He freed Gazelle and she jumped down. The dirt was firm, undoubtedly tamped down from the passage hundreds of dust devils.
“That way.” The dust rider pointed at people clustered around the bonfire. “Go.”
She hoisted her bag over one shoulder and walked. She was stiff, achy and cold from the long ride. She hoped she could sleep soon.
She pushed as close to the fire as she dared; it felt good on her chilled skin.
“Careful!” A boy about her own age grabbed her elbow and yanked her back.
“You almost stepped on them.” He pointed at the ground.
Gazelle looked down. Eggs. Large, sand-colored, vibrating eggs lay in a heap. They were so close to the fire it was a wonder they didn’t burn. Or cook. Maybe this was an odd dust rider cooking method. She thought longingly of scrambled eggs.
She didn’t know how she’d missed them before.
Even as she watched, a tiny crack appeared in the egg in front of her. A small bit of shell fell away and a slender brown tail slipped through. It waved wildly, banging itself against the shell, and the shell broke apart. A small, glistening wet dust devil cried into the night air.
Gazelle gaped. A dust devil hatching. Who would have guessed?
All around her, the other eggs hatched. Soon the air was filled with the shrill screeching of the new-born dust devils.
The one she was watching suddenly quieted, studied her with one blue eye and then leaped at her. She stumbled back and threw up an arm over her face.

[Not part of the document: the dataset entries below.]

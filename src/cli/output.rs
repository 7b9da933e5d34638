//! Shared CLI output helpers for consistent operator-facing text.

use std::fmt::Display;

use owo_colors::OwoColorize;

const RULE_WIDTH: usize = 56;

/// Print a section header and separator.
pub fn section(title: &str) {
    println!();
    println!("{}", title.bold());
    println!("{}", "─".repeat(RULE_WIDTH));
}

/// Print a simple key/value line.
pub fn key_value(label: &str, value: impl Display) {
    println!("{label:<18} {value}");
}

/// Print a successful status line.
pub fn ok(message: &str) {
    println!("{} {message}", "✓".green());
}

/// Print a warning status line.
pub fn warn(message: &str) {
    println!("{} {message}", "⚠".yellow());
}

/// Print an error status line.
pub fn error(message: &str) {
    eprintln!("{} {message}", "✗".red());
}

/// Print a single-line note.
pub fn note(message: &str) {
    println!("{message}");
}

Claws tore into her scalp and sharp teeth tore into her shoulder. Gazelle screamed. It thrust its strong, slender tail into her mouth.
Gazelle scrabbled at the creature. But her fingers slipped on the wet scales and she could not pull free.
She bit the creature’s tail and sharp pain bloomed on her shoulder. Her sight went dark and she knew she was dying.
They’ll tell Papa I died during training.
The baby devil spit saliva on her shoulder. It rolled down her back, leaving only cool numbness behind.